_Task directions_: Wherever a line in the data below holds "usize", copy that line.
--- Records supplied Enclosed Below ---
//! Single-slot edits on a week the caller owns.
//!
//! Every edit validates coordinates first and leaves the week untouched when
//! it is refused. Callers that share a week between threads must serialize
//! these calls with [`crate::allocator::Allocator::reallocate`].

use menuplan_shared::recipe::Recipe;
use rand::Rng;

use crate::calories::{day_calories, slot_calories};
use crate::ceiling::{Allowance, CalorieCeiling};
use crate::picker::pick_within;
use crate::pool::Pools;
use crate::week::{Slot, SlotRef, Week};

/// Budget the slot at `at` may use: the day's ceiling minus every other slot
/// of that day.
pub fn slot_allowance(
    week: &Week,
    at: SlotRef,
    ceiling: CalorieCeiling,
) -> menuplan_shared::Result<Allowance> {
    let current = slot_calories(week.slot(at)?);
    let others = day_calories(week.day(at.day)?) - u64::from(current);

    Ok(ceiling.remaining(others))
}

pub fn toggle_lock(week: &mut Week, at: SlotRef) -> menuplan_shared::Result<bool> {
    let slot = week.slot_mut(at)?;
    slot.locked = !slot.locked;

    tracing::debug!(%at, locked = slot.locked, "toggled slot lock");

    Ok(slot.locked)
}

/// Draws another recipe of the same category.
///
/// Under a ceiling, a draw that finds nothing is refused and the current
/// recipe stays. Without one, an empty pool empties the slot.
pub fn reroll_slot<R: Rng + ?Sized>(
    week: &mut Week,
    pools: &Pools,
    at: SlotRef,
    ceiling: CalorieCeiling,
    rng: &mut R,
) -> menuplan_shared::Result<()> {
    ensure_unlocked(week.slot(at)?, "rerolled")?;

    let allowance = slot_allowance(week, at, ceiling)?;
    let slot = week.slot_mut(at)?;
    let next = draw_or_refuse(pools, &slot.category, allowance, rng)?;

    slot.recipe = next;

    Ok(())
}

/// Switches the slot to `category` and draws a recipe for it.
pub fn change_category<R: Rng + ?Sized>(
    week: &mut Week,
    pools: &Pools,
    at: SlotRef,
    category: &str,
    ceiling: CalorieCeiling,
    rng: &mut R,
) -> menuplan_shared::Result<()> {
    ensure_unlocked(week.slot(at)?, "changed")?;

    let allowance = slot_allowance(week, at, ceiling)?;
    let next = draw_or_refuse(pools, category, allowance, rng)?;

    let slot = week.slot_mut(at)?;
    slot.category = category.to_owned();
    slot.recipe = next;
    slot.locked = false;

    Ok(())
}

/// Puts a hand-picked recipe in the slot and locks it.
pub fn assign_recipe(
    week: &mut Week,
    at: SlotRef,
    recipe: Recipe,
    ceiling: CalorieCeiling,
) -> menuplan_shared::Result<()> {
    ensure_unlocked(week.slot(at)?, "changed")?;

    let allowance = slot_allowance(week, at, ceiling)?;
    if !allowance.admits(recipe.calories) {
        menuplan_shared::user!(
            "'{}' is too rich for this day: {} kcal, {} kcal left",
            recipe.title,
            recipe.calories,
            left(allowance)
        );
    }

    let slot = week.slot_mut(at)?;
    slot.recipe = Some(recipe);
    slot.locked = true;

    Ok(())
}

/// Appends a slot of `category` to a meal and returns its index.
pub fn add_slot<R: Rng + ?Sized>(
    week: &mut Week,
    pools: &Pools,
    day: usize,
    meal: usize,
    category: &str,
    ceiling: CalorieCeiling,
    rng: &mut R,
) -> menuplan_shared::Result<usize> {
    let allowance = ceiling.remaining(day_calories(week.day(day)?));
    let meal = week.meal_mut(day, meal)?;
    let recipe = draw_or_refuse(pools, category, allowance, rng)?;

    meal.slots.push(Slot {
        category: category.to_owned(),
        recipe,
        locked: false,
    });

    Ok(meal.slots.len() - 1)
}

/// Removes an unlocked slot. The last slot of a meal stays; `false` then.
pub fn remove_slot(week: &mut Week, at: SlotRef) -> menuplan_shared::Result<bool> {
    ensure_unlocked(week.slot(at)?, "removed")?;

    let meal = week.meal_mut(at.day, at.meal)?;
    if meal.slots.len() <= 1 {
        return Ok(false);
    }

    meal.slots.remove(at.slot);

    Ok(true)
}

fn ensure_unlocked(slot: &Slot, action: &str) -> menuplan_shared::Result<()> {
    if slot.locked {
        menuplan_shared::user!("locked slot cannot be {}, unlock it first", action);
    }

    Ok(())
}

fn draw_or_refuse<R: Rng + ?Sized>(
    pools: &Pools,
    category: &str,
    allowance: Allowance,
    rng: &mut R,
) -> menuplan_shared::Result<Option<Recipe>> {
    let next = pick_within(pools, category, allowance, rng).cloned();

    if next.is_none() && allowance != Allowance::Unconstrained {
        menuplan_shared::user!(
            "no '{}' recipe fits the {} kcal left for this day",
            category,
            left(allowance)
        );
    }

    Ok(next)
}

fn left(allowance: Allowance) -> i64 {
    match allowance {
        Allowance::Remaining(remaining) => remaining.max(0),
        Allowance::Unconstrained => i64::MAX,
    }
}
--- End of Enclosed Records supplied ---
_Reply to the task_:
    day: usize,
    meal: usize,
) -> menuplan_shared::Result<usize> {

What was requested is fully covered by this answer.